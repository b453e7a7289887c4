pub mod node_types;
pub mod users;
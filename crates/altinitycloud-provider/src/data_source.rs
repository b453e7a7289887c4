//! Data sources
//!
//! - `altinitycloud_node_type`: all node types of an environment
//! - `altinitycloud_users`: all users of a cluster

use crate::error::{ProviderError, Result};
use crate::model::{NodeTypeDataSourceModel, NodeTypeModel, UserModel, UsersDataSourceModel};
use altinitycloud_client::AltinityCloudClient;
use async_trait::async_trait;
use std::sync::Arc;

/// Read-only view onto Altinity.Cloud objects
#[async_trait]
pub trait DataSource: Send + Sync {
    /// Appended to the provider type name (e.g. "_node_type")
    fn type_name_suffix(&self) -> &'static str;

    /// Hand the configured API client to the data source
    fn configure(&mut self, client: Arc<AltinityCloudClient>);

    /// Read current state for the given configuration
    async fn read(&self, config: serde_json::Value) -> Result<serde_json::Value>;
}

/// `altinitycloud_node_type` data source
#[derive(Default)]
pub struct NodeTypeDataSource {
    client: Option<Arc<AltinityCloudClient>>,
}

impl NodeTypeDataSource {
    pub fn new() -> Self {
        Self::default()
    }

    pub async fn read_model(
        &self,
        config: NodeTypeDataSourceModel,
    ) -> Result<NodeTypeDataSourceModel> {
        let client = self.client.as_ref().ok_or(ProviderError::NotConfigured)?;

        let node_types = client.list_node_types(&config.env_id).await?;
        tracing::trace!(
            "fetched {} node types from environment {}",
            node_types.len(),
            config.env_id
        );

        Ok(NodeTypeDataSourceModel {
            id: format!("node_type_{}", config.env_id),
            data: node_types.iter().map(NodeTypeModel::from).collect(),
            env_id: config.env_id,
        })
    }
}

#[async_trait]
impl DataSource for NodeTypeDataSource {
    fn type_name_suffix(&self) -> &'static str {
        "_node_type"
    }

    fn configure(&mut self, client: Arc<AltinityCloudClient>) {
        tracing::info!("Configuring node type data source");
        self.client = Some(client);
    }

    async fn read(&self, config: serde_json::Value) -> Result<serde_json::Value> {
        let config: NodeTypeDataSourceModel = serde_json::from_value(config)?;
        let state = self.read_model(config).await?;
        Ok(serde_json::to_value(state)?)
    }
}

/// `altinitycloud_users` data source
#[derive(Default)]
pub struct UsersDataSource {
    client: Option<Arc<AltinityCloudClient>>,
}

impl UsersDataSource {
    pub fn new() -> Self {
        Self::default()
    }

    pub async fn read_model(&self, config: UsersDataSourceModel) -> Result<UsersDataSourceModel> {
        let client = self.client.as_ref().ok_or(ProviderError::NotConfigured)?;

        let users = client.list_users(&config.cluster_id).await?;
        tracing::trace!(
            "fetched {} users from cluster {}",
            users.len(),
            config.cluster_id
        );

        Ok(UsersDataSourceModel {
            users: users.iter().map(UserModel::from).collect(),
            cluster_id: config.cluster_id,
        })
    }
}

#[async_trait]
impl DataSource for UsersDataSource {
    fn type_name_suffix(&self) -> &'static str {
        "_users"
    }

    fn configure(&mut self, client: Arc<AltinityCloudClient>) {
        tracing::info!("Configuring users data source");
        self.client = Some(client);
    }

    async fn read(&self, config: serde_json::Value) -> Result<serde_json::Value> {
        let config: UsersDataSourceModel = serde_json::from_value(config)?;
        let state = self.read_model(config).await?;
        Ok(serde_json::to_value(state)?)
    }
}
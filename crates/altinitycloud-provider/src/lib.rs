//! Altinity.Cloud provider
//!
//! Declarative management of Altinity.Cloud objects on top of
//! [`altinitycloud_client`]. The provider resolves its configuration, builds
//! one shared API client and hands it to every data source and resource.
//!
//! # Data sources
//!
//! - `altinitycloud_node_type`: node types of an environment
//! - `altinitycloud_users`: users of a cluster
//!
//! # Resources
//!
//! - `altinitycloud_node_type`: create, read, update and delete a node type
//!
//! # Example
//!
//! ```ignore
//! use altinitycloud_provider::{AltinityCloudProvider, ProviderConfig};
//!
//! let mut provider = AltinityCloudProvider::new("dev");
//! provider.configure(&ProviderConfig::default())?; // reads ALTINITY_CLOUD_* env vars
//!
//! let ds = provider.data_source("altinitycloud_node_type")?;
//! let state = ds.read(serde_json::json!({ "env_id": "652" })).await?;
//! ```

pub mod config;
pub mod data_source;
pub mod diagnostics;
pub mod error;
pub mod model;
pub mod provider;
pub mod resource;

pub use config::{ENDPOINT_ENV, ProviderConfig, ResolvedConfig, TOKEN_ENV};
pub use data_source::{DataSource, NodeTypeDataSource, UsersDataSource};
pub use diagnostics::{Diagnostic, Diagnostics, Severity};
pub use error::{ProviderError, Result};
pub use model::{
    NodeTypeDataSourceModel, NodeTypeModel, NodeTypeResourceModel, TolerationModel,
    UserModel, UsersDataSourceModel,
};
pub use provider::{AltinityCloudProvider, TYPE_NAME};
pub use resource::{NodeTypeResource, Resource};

...

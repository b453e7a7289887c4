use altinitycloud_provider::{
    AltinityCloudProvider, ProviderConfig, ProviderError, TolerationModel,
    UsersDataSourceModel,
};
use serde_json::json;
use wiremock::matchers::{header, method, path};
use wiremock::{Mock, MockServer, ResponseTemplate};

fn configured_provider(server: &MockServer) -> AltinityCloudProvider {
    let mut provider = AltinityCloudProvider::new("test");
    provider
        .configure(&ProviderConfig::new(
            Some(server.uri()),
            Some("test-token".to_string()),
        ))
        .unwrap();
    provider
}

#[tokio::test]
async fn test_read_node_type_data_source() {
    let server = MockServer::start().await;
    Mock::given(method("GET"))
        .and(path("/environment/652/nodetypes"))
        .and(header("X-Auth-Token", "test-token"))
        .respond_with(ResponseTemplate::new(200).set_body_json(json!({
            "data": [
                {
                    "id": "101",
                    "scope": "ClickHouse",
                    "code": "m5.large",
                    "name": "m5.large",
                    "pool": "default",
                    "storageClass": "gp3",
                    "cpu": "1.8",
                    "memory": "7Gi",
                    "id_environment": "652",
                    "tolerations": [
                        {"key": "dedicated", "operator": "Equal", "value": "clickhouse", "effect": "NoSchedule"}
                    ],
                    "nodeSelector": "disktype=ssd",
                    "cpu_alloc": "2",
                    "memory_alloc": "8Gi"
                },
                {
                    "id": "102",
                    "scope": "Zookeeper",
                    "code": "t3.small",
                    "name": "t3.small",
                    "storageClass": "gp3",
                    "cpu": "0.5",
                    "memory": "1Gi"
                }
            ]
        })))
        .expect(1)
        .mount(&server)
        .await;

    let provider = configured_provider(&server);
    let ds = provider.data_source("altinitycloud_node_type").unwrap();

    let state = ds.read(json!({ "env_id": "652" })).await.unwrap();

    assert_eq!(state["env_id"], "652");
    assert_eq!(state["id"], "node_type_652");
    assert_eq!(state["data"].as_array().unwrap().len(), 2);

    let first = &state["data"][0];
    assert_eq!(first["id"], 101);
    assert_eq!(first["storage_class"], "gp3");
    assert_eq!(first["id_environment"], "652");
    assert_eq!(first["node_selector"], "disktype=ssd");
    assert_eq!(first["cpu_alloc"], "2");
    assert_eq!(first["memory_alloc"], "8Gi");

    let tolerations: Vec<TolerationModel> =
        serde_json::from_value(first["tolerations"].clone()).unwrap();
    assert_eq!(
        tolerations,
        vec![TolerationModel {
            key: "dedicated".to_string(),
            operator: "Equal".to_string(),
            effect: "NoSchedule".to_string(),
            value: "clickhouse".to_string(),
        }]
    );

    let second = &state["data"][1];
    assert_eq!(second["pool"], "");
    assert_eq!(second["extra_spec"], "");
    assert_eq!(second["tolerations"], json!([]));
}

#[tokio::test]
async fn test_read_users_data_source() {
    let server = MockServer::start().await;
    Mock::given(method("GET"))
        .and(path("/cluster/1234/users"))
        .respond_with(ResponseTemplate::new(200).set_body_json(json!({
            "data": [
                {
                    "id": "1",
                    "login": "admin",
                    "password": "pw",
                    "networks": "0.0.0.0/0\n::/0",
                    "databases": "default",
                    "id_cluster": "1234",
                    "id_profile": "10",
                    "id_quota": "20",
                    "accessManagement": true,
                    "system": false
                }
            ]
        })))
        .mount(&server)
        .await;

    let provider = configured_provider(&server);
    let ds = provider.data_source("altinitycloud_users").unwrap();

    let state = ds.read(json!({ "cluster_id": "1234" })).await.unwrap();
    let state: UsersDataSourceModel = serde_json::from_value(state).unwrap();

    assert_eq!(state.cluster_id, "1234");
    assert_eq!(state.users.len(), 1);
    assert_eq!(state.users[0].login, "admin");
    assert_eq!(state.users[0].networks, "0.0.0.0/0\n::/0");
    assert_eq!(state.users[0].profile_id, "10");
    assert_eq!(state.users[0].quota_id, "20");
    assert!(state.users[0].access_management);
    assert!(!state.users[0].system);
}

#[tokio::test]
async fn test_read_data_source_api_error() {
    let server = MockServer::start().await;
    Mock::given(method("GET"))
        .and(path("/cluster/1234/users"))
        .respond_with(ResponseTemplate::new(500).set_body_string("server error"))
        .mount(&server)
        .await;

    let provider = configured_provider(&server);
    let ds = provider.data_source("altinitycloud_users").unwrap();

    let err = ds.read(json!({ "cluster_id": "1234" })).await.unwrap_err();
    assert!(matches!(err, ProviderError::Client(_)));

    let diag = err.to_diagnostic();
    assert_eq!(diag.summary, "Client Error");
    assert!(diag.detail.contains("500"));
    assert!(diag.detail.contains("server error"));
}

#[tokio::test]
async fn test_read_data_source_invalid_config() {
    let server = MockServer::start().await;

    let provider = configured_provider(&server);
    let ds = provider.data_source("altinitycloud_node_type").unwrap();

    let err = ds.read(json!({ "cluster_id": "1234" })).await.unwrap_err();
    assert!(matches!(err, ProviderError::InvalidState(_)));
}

• _Task goal_
How many lines in the records contain the string "filename"? Give the number by itself.

• _Result below_
2